Frances Fitzgerald and Taoiseach Leo Varadkar out canvassing in Dundrum with Fine Gael colleague Josepha Madigan. Many in the party accept they have had a difficult first half of the campaign. Photograph: Nick Bradshaw
“I think people are concerned, alright. But there’s no panic.”
This was the summary of one senior Fine Gael source, speaking on condition of anonymity, when asked to describe the state of the party halfway through the general election campaign.
In Dún Laoghaire, the Taoiseach had fighting words on the canvass.
“At half time, we’re probably about three points down but politics is hurling, not soccer, and we’re going to pull this one back,” he said.
There is general acceptance across the party that Fine Gael has had a difficult first half of the campaign. For all the “warm reception on the doors” guff, party sources at all levels of the organisation concede that their efforts to get voters to see the glass as half full rather than half empty have stuttered badly.
The Fine Gael messages on Brexit and the economy have fallen flat, and the party’s candidates on the doorstep and its spokespeople in the media have been badly roughed up about housing and health.
The published opinion polls depict the outline of the party’s discomfort. Last week, the first Irish Times/Ipsos MRBI opinion poll of the campaign showed Fianna Fáil marginally ahead, Fine Gael slumping in recent months and strong gains for Sinn Féin. On Sunday, two further polls published in newspapers showed a basically similar picture. And sources familiar with the party’s own polls do not say that they paint a different picture.
All sides accept that this is where the campaign is now. The question is: where is it going?
For Fine Gael, that question is can it drive voter attention to the economy while simultaneously planting doubts with voters about the change offered by, in their different guises, Fianna Fáil and Sinn Féin?
Some party sources say that a difficult first phase of the campaign was not unexpected. It is true that long before the campaign began, ministers and other senior figures were talking privately about being behind in the first half and then strengthening as polling day grew closer, and voters focused more on what they wanted from the next government.
They’re right that a party which has been in office for two terms can hardly expect an easy ride to a third term. They take solace from the observation throughout the country that there is little of the anger which so shocked canvassers in 2016. Fine Gael will, they say, continue to hammer home its message on the economy in the belief that voters will eventually – however grudgingly – give the party credit for growing incomes and job creation.
This “inevitable comeback” expectation, however, is the rosy scenario. There’s a less benign one, similar to what happened in 2016. In that scenario, the party has a bad first half of the campaign – and then things get worse.
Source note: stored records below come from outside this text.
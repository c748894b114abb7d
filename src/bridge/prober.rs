use serde_json::Value;
use std::time::Duration;

const USER_AGENT: &str = concat!("feishu-taskbot/", env!("CARGO_PKG_VERSION"));

/// Result of one HTTP call against one candidate endpoint.
#[derive(Debug, Clone, PartialEq, Eq)]
pub enum ProbeOutcome {
    /// The endpoint answered 200 or 201.
    Accepted { status: u16, body: String },
    /// Network error, timeout or any other status.
    Rejected { reason: String },
}

impl ProbeOutcome {
    pub fn is_accepted(&self) -> bool {
        matches!(self, Self::Accepted { .. })
    }
}

/// Issues single, unretried HTTP calls to candidate gateway endpoints.
#[derive(Debug, Clone)]
pub struct EndpointProber {
    client: reqwest::Client,
    token: Option<String>,
}

impl EndpointProber {
    pub fn new(token: Option<String>) -> Self {
        Self {
            client: reqwest::Client::new(),
            token: token
                .map(|t| t.trim().to_string())
                .filter(|t| !t.is_empty()),
        }
    }

    fn authed(&self, request: reqwest::RequestBuilder) -> reqwest::RequestBuilder {
        let request = request.header(reqwest::header::USER_AGENT, USER_AGENT);
        match self.token.as_deref() {
            Some(token) => request.bearer_auth(token),
            None => request,
        }
    }

    pub async fn post(&self, url: &str, payload: &Value, timeout: Duration) -> ProbeOutcome {
        let request = self.authed(self.client.post(url)).json(payload).timeout(timeout);
        Self::finish(request).await
    }

    pub async fn get(&self, url: &str, timeout: Duration) -> ProbeOutcome {
        let request = self.authed(self.client.get(url)).timeout(timeout);
        Self::finish(request).await
    }

    async fn finish(request: reqwest::RequestBuilder) -> ProbeOutcome {
        let response = match request.send().await {
            Ok(response) => response,
            Err(err) => {
                let reason = if err.is_timeout() {
                    "timed out".to_string()
                } else {
                    err.to_string()
                };
                return ProbeOutcome::Rejected { reason };
            }
        };

        let status = response.status().as_u16();
        if status != 200 && status != 201 {
            return ProbeOutcome::Rejected {
                reason: format!("status {status}"),
            };
        }

        match response.text().await {
            Ok(body) => ProbeOutcome::Accepted { status, body },
            Err(err) => ProbeOutcome::Rejected {
                reason: format!("body read failed: {err}"),
            },
        }
    }
}

#[cfg(test)]
mod tests {
    use super::*;
    use wiremock::matchers::{header, method, path};
    use wiremock::{Mock, MockServer, ResponseTemplate};

    #[tokio::test]
    async fn accepts_only_200_and_201() {
        let server = MockServer::start().await;
        Mock::given(method("POST"))
            .and(path("/ok"))
            .respond_with(ResponseTemplate::new(201).set_body_string("made"))
            .mount(&server)
            .await;
        Mock::given(method("POST"))
            .and(path("/accepted"))
            .respond_with(ResponseTemplate::new(202))
            .mount(&server)
            .await;

        let prober = EndpointProber::new(None);
        let timeout = Duration::from_secs(5);
        let ok = prober
            .post(&format!("{}/ok", server.uri()), &serde_json::json!({}), timeout)
            .await;
        assert_eq!(
            ok,
            ProbeOutcome::Accepted {
                status: 201,
                body: "made".into()
            }
        );

        let accepted = prober
            .post(&format!("{}/accepted", server.uri()), &serde_json::json!({}), timeout)
            .await;
        assert!(!accepted.is_accepted());
    }

    #[tokio::test]
    async fn sends_bearer_token_when_configured() {
        let server = MockServer::start().await;
        Mock::given(method("GET"))
            .and(path("/health"))
            .and(header("authorization", "Bearer gw-token"))
            .respond_with(ResponseTemplate::new(200))
            .expect(1)
            .mount(&server)
            .await;

        let prober = EndpointProber::new(Some(" gw-token ".into()));
        let outcome = prober
            .get(&format!("{}/health", server.uri()), Duration::from_secs(5))
            .await;
        assert!(outcome.is_accepted());
    }

    #[tokio::test]
    async fn timeout_is_rejected() {
        let server = MockServer::start().await;
        Mock::given(method("POST"))
            .respond_with(ResponseTemplate::new(200).set_delay(Duration::from_millis(500)))
            .mount(&server)
            .await;

        let prober = EndpointProber::new(None);
        let outcome = prober
            .post(&server.uri(), &serde_json::json!({}), Duration::from_millis(50))
            .await;
        assert_eq!(
            outcome,
            ProbeOutcome::Rejected {
                reason: "timed out".into()
            }
        );
    }
}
And really, there is little tangible sign yet that things will be different this time.
Canvassing on Sunday in Dundrum in south Co Dublin in the constituency of Dublin Rathdown, where Fine Gael hopes to add a second seat (most likely taking that of sitting independent and transport minister Shane Ross) the reaction to Taoiseach Leo Varadkar was overwhelmingly positive.
“Omigod, he’s so cool,” trilled teenage girls coming out of the Dundrum shopping centre. If selfies were votes, Fine Gael would already have the second seat sewn up here. But this is friendly territory for Varadkar. Most of his battles will be less on hospitable terrain. If he is going to turn this around for his party and deliver an historic third term, he will have to win them, too.
Watching, one experienced hand said that unless the campaign changes in Fine Gael’s favour in the coming days, the party’s “second candidates” – those running to win or keep second seats – would start to get jumpy. If it gets to that stage, people would start to panic. And they’d be right.